Terrain V01 - Journal - Page 10
8 | Sterling College
...continued,
Matthew Derr is fond of needling colleague Ned Houston—former faculty,
dean, and interim president—by admitting “what is most remarkable about
Sterling is that it exists.” This is a complex assessment, and one not to be interpreted as disparaging of the institution. As we all know, Sterling is anything
but ordinary; it is an entity that at times
feels improbable and small …even fragile.
Early on, in its founding incarnation as a
boys’ college preparatory school, Sterling differentiated itself in the landscape
of traditional education by implementing a curriculum that was experiential
and expeditionary, one that immersed
boys in the woods and waterways proximal to the Common. With the school’s
transition in the 1970’s, the faculty referenced Outward Bound and the work
of Kurt Hahn to launch the Grassroots
Project at Sterling Institute, providing
adults an opportunity to work, learn,
and implement tangible skills, leveraging the resources of farm and forest as
a classroom. Superficially, students paid
to learn to work, and learned to work by
working. The Institute grew to encompass two years of programming, and in
the 1980’s Sterling became an accredited college offering an Associate of Arts
degree in Resource Management enhanced by an extensive internship program and opportunities for off-campus
learning.
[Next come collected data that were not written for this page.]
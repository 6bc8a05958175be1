use async_trait::async_trait;

use crate::events::{Listener, WorkspaceEvent};

/// Logs all workspace events using the `log` crate.
///
/// # Example
///
/// ```rust,ignore
/// use paddock::register_event_listeners;
/// use paddock::events::listeners::LoggingListener;
///
/// register_event_listeners(|registry| {
///     registry.listen(LoggingListener::new());
/// });
/// ```
pub struct LoggingListener {
    level: log::Level,
}

impl LoggingListener {
    /// Creates a new logging listener at INFO level.
    pub fn new() -> Self {
        Self {
            level: log::Level::Info,
        }
    }

    /// Creates a new logging listener at the specified level.
    pub fn with_level(level: log::Level) -> Self {
        Self { level }
    }
}

impl Default for LoggingListener {
    fn default() -> Self {
        Self::new()
    }
}

#[async_trait]
impl Listener for LoggingListener {
    async fn handle(&self, event: &WorkspaceEvent) {
        log::log!(
            target: "paddock::events",
            self.level,
            "event={} {:?}",
            event.name(),
            event
        );
    }
}

#[cfg(test)]
mod tests {
    use super::*;
    use chrono::Utc;

    #[test]
    fn test_logging_listener_levels() {
        assert_eq!(LoggingListener::new().level, log::Level::Info);
        assert_eq!(LoggingListener::default().level, log::Level::Info);
        assert_eq!(
            LoggingListener::with_level(log::Level::Debug).level,
            log::Level::Debug
        );
    }

    #[tokio::test]
    async fn test_logging_listener_handle() {
        let listener = LoggingListener::new();
        let event = WorkspaceEvent::TeamCreated {
            team_id: "T".into(),
            user_id: "A".into(),
            at: Utc::now(),
        };

        // should not panic
        listener.handle(&event).await;
    }
}
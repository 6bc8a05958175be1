//! Per-member module overrides stored on a team record.
//!
//! Overrides are default-allow: a member with no entry for a module can use
//! it. Only an entry that is exactly `false` denies access.

use std::collections::BTreeMap;
use std::fmt;

use serde::de::{Deserializer, MapAccess, Visitor};
use serde::ser::{SerializeMap, Serializer};
use serde::{Deserialize, Serialize};

use crate::identity::{ModuleId, UserId};

/// Mapping of member id to module id to an allow/deny flag.
///
/// # Example
///
/// ```rust
/// use paddock::teams::PermissionOverrides;
///
/// let mut overrides = PermissionOverrides::new();
/// overrides.set("driver-2".into(), "budget".into(), false);
///
/// assert!(overrides.is_denied(&"driver-2".into(), &"budget".into()));
/// assert!(!overrides.is_denied(&"driver-2".into(), &"calendar".into()));
/// ```
#[derive(Debug, Clone, Default, PartialEq, Eq)]
pub struct PermissionOverrides {
    entries: BTreeMap<UserId, BTreeMap<ModuleId, bool>>,
}

impl PermissionOverrides {
    /// Create an empty override map.
    pub fn new() -> Self {
        Self::default()
    }

    /// The stored flag for a member and module, if there is one.
    pub fn get(&self, member: &UserId, module: &ModuleId) -> Option<bool> {
        self.entries
            .get(member)
            .and_then(|modules| modules.get(module))
            .copied()
    }

    /// True only when the member has an explicit `false` for the module.
    pub fn is_denied(&self, member: &UserId, module: &ModuleId) -> bool {
        self.get(member, module) == Some(false)
    }

    /// Write a single member/module entry, leaving the member's other entries alone.
    pub fn set(&mut self, member: UserId, module: ModuleId, allowed: bool) {
        self.entries.entry(member).or_default().insert(module, allowed);
    }

    /// Drop every entry for a member.
    pub fn clear_member(&mut self, member: &UserId) {
        self.entries.remove(member);
    }

    /// All entries for a member.
    pub fn for_member(&self, member: &UserId) -> Option<&BTreeMap<ModuleId, bool>> {
        self.entries.get(member)
    }

    /// Members that have at least one entry.
    pub fn members(&self) -> impl Iterator<Item = &UserId> {
        self.entries.keys()
    }

    pub fn is_empty(&self) -> bool {
        self.entries.is_empty()
    }

    /// Number of members with entries.
    pub fn len(&self) -> usize {
        self.entries.len()
    }

    /// Serialize to the JSON shape stored on the team document.
    ///
    /// Format: `{"uid": {"budget": false, "calendar": true}}`
    pub fn to_json(&self) -> String {
        serde_json::to_string(self).unwrap_or_else(|_| "{}".to_owned())
    }

    /// Parse the stored JSON shape.
    ///
    /// Returns None if the payload is not an object of objects. Entries whose
    /// value is not a boolean are dropped.
    pub fn from_json(json: &str) -> Option<Self> {
        serde_json::from_str(json).ok()
    }
}

impl Serialize for PermissionOverrides {
    fn serialize<S>(&self, serializer: S) -> Result<S::Ok, S::Error>
    where
        S: Serializer,
    {
        let mut map = serializer.serialize_map(Some(self.entries.len()))?;
        for (member, modules) in &self.entries {
            map.serialize_entry(member, modules)?;
        }
        map.end()
    }
}

impl<'de> Deserialize<'de> for PermissionOverrides {
    fn deserialize<D>(deserializer: D) -> Result<Self, D::Error>
    where
        D: Deserializer<'de>,
    {
        deserializer.deserialize_map(OverridesVisitor)
    }
}

struct OverridesVisitor;

impl<'de> Visitor<'de> for OverridesVisitor {
    type Value = PermissionOverrides;

    fn expecting(&self, f: &mut fmt::Formatter<'_>) -> fmt::Result {
        f.write_str("a map of member ids to module flags")
    }

    fn visit_map<M>(self, mut access: M) -> Result<Self::Value, M::Error>
    where
        M: MapAccess<'de>,
    {
        let mut entries = BTreeMap::new();
        while let Some((member, raw)) =
            access.next_entry::<UserId, BTreeMap<ModuleId, serde_json::Value>>()?
        {
            let modules: BTreeMap<ModuleId, bool> = raw
                .into_iter()
                .filter_map(|(module, value)| value.as_bool().map(|flag| (module, flag)))
                .collect();
            if !modules.is_empty() {
                entries.insert(member, modules);
            }
        }
        Ok(PermissionOverrides { entries })
    }
}
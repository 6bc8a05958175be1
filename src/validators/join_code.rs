use super::ValidationError;

/// Trims and upper-cases a code typed by a user.
pub fn normalize_join_code(code: &str) -> String {
    code.trim().to_ascii_uppercase()
}

/// Checks the alphabet of a normalized join code.
///
/// Length is not checked. Codes issued under an earlier length setting
/// stay joinable, and a code of the wrong length simply matches no team.
pub fn validate_join_code(code: &str) -> Result<(), ValidationError> {
    if code.is_empty() {
        return Err(ValidationError::JoinCodeEmpty);
    }

    if !code.chars().all(|c| c.is_ascii_uppercase() || c.is_ascii_digit()) {
        return Err(ValidationError::JoinCodeInvalidFormat);
    }

    Ok(())
}
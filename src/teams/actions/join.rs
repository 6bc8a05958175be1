use chrono::Utc;

use crate::PaddockError;
use crate::config::TeamConfig;
use crate::events::{WorkspaceEvent, dispatch};
use crate::identity::UserId;
use crate::teams::{Team, TeamDirectory};
use crate::validators::{ValidationError, normalize_join_code, validate_join_code};

/// Action to join a team by its shareable code.
///
/// Membership only changes when every check passes. Joining is a set union
/// on the member list, so a retried request never writes a duplicate.
pub struct JoinTeamAction<D: TeamDirectory> {
    directory: D,
    config: TeamConfig,
}

impl<D: TeamDirectory> JoinTeamAction<D> {
    pub fn new(directory: D) -> Self {
        Self {
            directory,
            config: TeamConfig::default(),
        }
    }

    pub fn with_config(directory: D, config: TeamConfig) -> Self {
        Self { directory, config }
    }

    /// Adds `user` to the team whose join code is `code`.
    ///
    /// The code is trimmed and upper-cased first. Its length is not checked
    /// against the configured one, so teams created under an older setting
    /// can still be joined.
    ///
    /// # Returns
    ///
    /// - `Ok(team)` - The team record with the user added
    /// - `Err(PaddockError::TeamLimitReached { .. })` - User already at the cap
    /// - `Err(PaddockError::InvalidJoinCode)` - Malformed code or no team with that code
    /// - `Err(PaddockError::AlreadyMember)` - User already on the team
    #[cfg_attr(
        feature = "tracing",
        tracing::instrument(name = "join_team", skip_all, err)
    )]
    pub async fn execute(&self, code: &str, user: &UserId) -> Result<Team, PaddockError> {
        let code = normalize_join_code(code);
        validate_join_code(&code).map_err(|err| match err {
            ValidationError::JoinCodeEmpty => PaddockError::Validation(err),
            _ => PaddockError::InvalidJoinCode,
        })?;

        let current = self.directory.find_by_member(user).await?;
        if current.len() >= self.config.max_teams_per_user {
            log::warn!(
                target: "paddock",
                "msg=\"team limit reached\", user_id=\"{user}\", teams={}",
                current.len()
            );
            return Err(PaddockError::TeamLimitReached {
                max: self.config.max_teams_per_user,
            });
        }

        let Some(team) = self.directory.find_by_code(&code).await? else {
            log::warn!(target: "paddock", "msg=\"join failed, unknown code\", user_id=\"{user}\"");
            return Err(PaddockError::InvalidJoinCode);
        };

        if team.is_member(user) {
            log::warn!(
                target: "paddock",
                "msg=\"join failed, already a member\", team_id=\"{}\", user_id=\"{user}\"",
                team.id
            );
            return Err(PaddockError::AlreadyMember);
        }

        let team = self.directory.add_member(&team.id, user).await.inspect_err(|e| {
            log::error!(target: "paddock", "msg=\"team join failed\", error=\"{e}\"");
        })?;

        dispatch(WorkspaceEvent::MemberJoined {
            team_id: team.id.clone(),
            user_id: user.clone(),
            at: Utc::now(),
        })
        .await;

        log::info!(
            target: "paddock",
            "msg=\"team joined\", team_id=\"{}\", user_id=\"{user}\"",
            team.id
        );

        Ok(team)
    }
}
Its commitment to experiential
education never wavered: the late 1990’s
saw accreditation as a 4-year college
offering a Bachelor of Arts degree, one
with a core curriculum that required students to undertake a winter backpacking expedition, engage in the school’s
mandatory work program, and speak
up in participatory all-college meetings.
Sterling’s denomination as a college did
little to express the depth and breadth
of the experience made possible there;
it was, and is, something of a unicorn.
There is nothing similar in higher education, a fact that proved both a great asset and an occasional challenge.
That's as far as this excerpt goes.